Vesselin Bontchev wrote:
> How do you display a list (not a field), scrollable with a scrollbar
> control instead of with the standard puny arrows?
> 1) The proper way to get rid of the puny arrows is by telling
> LstSetListChoices that the list has only as many elements as
> would fit on the screen (or less).
I think this seems pretty logical. I think I can see a pretty
straightforward way to make this work as long as you give up the
requirement that the user can drag within the list itself in
order to scroll. That part seems quite tricky.
To make the rest of it work, I think only one key insight is
required: it seems like it would help a lot not to think of
the scrollbar as scrolling. Instead, think of having multiple
different lists, and think of the scrollbar as *selecting* one
of the lists to be the one that gets displayed on screen.
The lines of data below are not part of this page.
//! Heating relay adapter.
//!
//! Drives the relay coil through an `embedded-hal` [`OutputPin`] and
//! implements [`ActuatorPort`].  The pin is written on every command, so
//! a glitched output is corrected by the next transition.

use embedded_hal::digital::OutputPin;
use log::{debug, error};

use crate::app::ports::ActuatorPort;

pub struct RelayActuator<P: OutputPin> {
    pin: P,
    on: bool,
    /// Relay energises on a low output.
    active_low: bool,
}

impl<P: OutputPin> RelayActuator<P> {
    pub fn new(pin: P) -> Self {
        Self { pin, on: false, active_low: false }
    }

    pub fn active_low(pin: P) -> Self {
        Self { pin, on: false, active_low: true }
    }
}

impl<P: OutputPin> ActuatorPort for RelayActuator<P> {
    fn set_relay(&mut self, on: bool) {
        let high = on != self.active_low;
        let result = if high { self.pin.set_high() } else { self.pin.set_low() };
        if result.is_err() {
            error!("relay: pin write failed (wanted {})", if on { "on" } else { "off" });
            return;
        }
        if self.on != on {
            debug!("relay {}", if on { "on" } else { "off" });
        }
        self.on = on;
    }

    fn relay_on(&self) -> bool {
        self.on
    }
}
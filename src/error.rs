//! Unified error type for the thermostat core.
//!
//! Storage and settings failures convert into [`Error`], which adds the
//! record codec failures on top.  Rule fragments and command payloads keep
//! their own enums: they are logged and skipped where they are parsed and
//! never travel further.

use core::fmt;

use crate::app::ports::{ConfigError, StorageError};

// ---------------------------------------------------------------------------
// Top-level error
// ---------------------------------------------------------------------------

#[derive(Debug, Clone, PartialEq)]
pub enum Error {
    /// A storage backend refused a read or write.
    Storage(StorageError),
    /// Settings failed to load or validate.
    Config(ConfigError),
    /// A stored record exists but could not be decoded.
    Decode(&'static str),
    /// The record could not be encoded for storage.
    Encode(&'static str),
}

impl fmt::Display for Error {
    fn fmt(&self, f: &mut fmt::Formatter<'_>) -> fmt::Result {
        match self {
            Self::Storage(e) => write!(f, "storage: {e}"),
            Self::Config(e) => write!(f, "config: {e}"),
            Self::Decode(what) => write!(f, "decode: {what}"),
            Self::Encode(what) => write!(f, "encode: {what}"),
        }
    }
}

impl std::error::Error for Error {}

impl From<StorageError> for Error {
    fn from(e: StorageError) -> Self {
        Self::Storage(e)
    }
}

impl From<ConfigError> for Error {
    fn from(e: ConfigError) -> Self {
        Self::Config(e)
    }
}

// ---------------------------------------------------------------------------
// Convenience Result alias
// ---------------------------------------------------------------------------

/// Crate-wide `Result` alias.
pub type Result<T> = core::result::Result<T, Error>;
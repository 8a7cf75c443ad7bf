//! Shared mutable context threaded through every FSM handler.
//!
//! `FsmContext` is the single struct that state handlers read from and
//! write to: the authoritative [`HeatingState`], the per-tick arbiter
//! inputs prepared by the service, the pending session request, and the
//! relay command.  Think of it as the "blackboard" in a blackboard
//! architecture.

use heapless::Vec as HVec;

use crate::config::Settings;

// ---------------------------------------------------------------------------
// Sensor snapshot (written by the service; read by evaluator and handlers)
// ---------------------------------------------------------------------------

/// Most chain signals remembered between two ticks.
pub const MAX_CHAIN_SIGNALS: usize = 8;

/// A point-in-time snapshot of local and peer readings.
#[derive(Debug, Clone, Default, PartialEq)]
pub struct SensorSnapshot {
    /// Corrected room temperature (°C); `None` when the probe is disconnected.
    pub temperature: Option<f32>,
    /// Light level reported by a peer light sensor.
    pub light: Option<i32>,
    /// Sensor twilight flag (true = dark).
    pub sensor_twilight: bool,
    /// Last reported peer switch state.
    pub switch: Option<bool>,
    /// Last reported peer blinds position (percent).
    pub blinds: Option<u8>,
    /// Chain ids received since the previous tick.
    pub chain: HVec<u16, MAX_CHAIN_SIGNALS>,
}

// ---------------------------------------------------------------------------
// Heating state
// ---------------------------------------------------------------------------

/// When a timed session ends.
#[derive(Debug, Clone, Copy, PartialEq, Eq, Default)]
pub enum EndTime {
    #[default]
    Unset,
    /// Local-epoch second.
    At(i64),
    /// Seconds left, counted down per tick while the clock is not running.
    Countdown(u32),
}

/// Who holds the current heating session.
#[derive(Debug, Clone, Copy, PartialEq, Eq, Default)]
pub enum Owner {
    #[default]
    None,
    /// Index into the rule array.
    Rule(usize),
    Failsafe,
}

/// The arbiter's authoritative state.
#[derive(Debug, Clone, PartialEq, Default)]
pub struct HeatingState {
    pub heating: bool,
    /// Target temperature; 0 = unset.
    pub setpoint: f32,
    pub end_time: EndTime,
    pub owner: Owner,
    /// Schedule suppression, seconds.
    pub downtime: u32,
    /// Vacation end, local epoch seconds; 0 = inactive.
    pub vacation_until: i64,
    /// The session was started by a peer or the cloud.
    pub remote: bool,
    pub key_lock: bool,
}

impl HeatingState {
    /// True once the setpoint is reached or the end time has passed.
    pub fn session_done(&self, now: Option<i64>, temperature: Option<f32>) -> bool {
        if self.setpoint > 0.0 && temperature.is_some_and(|t| t >= self.setpoint) {
            return true;
        }
        match self.end_time {
            EndTime::Unset => false,
            EndTime::At(ts) => now.is_some_and(|n| n >= ts),
            EndTime::Countdown(left) => left == 0,
        }
    }

    pub fn vacation_active(&self, now: Option<i64>) -> bool {
        match now {
            Some(n) => self.vacation_until > n,
            None => self.vacation_until != 0,
        }
    }

    /// Seconds left of a timed session, if any.
    pub fn remaining_secs(&self, now: Option<i64>) -> Option<u32> {
        match self.end_time {
            EndTime::Unset => None,
            EndTime::At(ts) => now.map(|n| (ts - n).max(0) as u32),
            EndTime::Countdown(left) => Some(left),
        }
    }
}

// ---------------------------------------------------------------------------
// Arbiter inputs (written by the service before each tick)
// ---------------------------------------------------------------------------

/// Best scheduled candidate among this tick's firing rules.
#[derive(Debug, Clone, Copy, PartialEq)]
pub struct Activation {
    pub rule: usize,
    /// `None` for a plain "on" with no setpoint.
    pub setpoint: Option<f32>,
    /// The rule has a time window that bounds the session.
    pub windowed: bool,
}

#[derive(Debug, Clone, Default, PartialEq)]
pub struct ArbiterInputs {
    /// Local-epoch seconds; `None` while the clock is not running.
    pub now: Option<i64>,
    pub temperature: Option<f32>,
    /// Frost guard verdict.
    pub below_minimum: bool,
    pub activation: Option<Activation>,
    /// A firing rule asked for 0 % output.
    pub off_request: bool,
    /// The owning rule's day, gates and window still hold.
    pub owner_holds: bool,
}

/// How an "on" state should set up its session on entry.
#[derive(Debug, Clone, Copy, PartialEq)]
pub enum SessionRequest {
    /// Single press: heat for `plustime` seconds.
    ManualTimed,
    /// Long press: heat to the current temperature plus `plustemp`.
    ManualBoost,
    RemoteSetpoint(f32),
    RemoteFor(u32),
    /// Setpoint with a time limit; whichever comes first ends it.
    RemoteSetpointFor(f32, u32),
    Scheduled(Activation),
    /// Restore a snapshot after reboot.
    Resume { setpoint: f32, end_time: EndTime, owner: Owner, remote: bool },
}

// ---------------------------------------------------------------------------
// Relay command (written by state handlers; applied by the service)
// ---------------------------------------------------------------------------

#[derive(Debug, Clone, Copy, PartialEq, Eq, Default)]
pub struct RelayCommand {
    pub on: bool,
}

// ---------------------------------------------------------------------------
// FsmContext
// ---------------------------------------------------------------------------

/// The shared context passed to every state handler function.
pub struct FsmContext {
    // -- Timing --
    /// Ticks elapsed since the current state was entered.
    pub ticks_in_state: u64,
    /// Monotonic total tick count.
    pub total_ticks: u64,

    // -- State --
    pub heating: HeatingState,

    // -- Inputs --
    pub inputs: ArbiterInputs,
    /// Consumed by the next "on" state's enter handler.
    pub request: Option<SessionRequest>,

    // -- Outputs --
    pub commands: RelayCommand,
    /// Why the last transition happened.
    pub reason: &'static str,

    // -- Configuration --
    pub config: Settings,
}

impl FsmContext {
    pub fn new(config: Settings) -> Self {
        let heating = HeatingState {
            vacation_until: config.vacation,
            key_lock: config.key_lock,
            ..HeatingState::default()
        };
        Self {
            ticks_in_state: 0,
            total_ticks: 0,
            heating,
            inputs: ArbiterInputs::default(),
            request: None,
            commands: RelayCommand::default(),
            reason: "boot",
            config,
        }
    }

    /// One second passed: run down downtime and clock-less countdowns.
    pub fn advance_second(&mut self) {
        self.heating.downtime = self.heating.downtime.saturating_sub(1);
        if let EndTime::Countdown(left) = self.heating.end_time {
            self.heating.end_time = EndTime::Countdown(left.saturating_sub(1));
        }
    }

    pub fn vacation_active(&self) -> bool {
        self.heating.vacation_active(self.inputs.now)
    }

    pub fn session_done(&self) -> bool {
        self.heating.session_done(self.inputs.now, self.inputs.temperature)
    }
}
Let's say you have a sequence of N items, and that sequence is
called S. And, let's say that you have a list gui object called
L which can only show M of those items. Then, there are N-M+1
subsequences that you can show in your list. We'll call that
number P (for possible lists), so P=N-M+1. If you number the
subsequences starting at zero, then you get this:
subsequence start end
----------- ----- ---
0 0 M-1
1 1 M
2 2 M+1
... ... ...
P-1 P-1 N-1
So, all you've got to do is set up a scrollbar whose possible
values range from 0 to P-1 and whose page size is M-1. Then
handle sclRepeatEvent, and every time the value changes, use
LstSetListChoices() to put a new subsequence of M items into
the list. That's all you've got to do, as far as I can tell.
Figuring out which item the user selected is a bit more complicated
than it normally is, but actually it's not that bad: you just
LstGetSelection() and add its result to the scrollbar's current
position, if you made the scrollbar zero-indexed.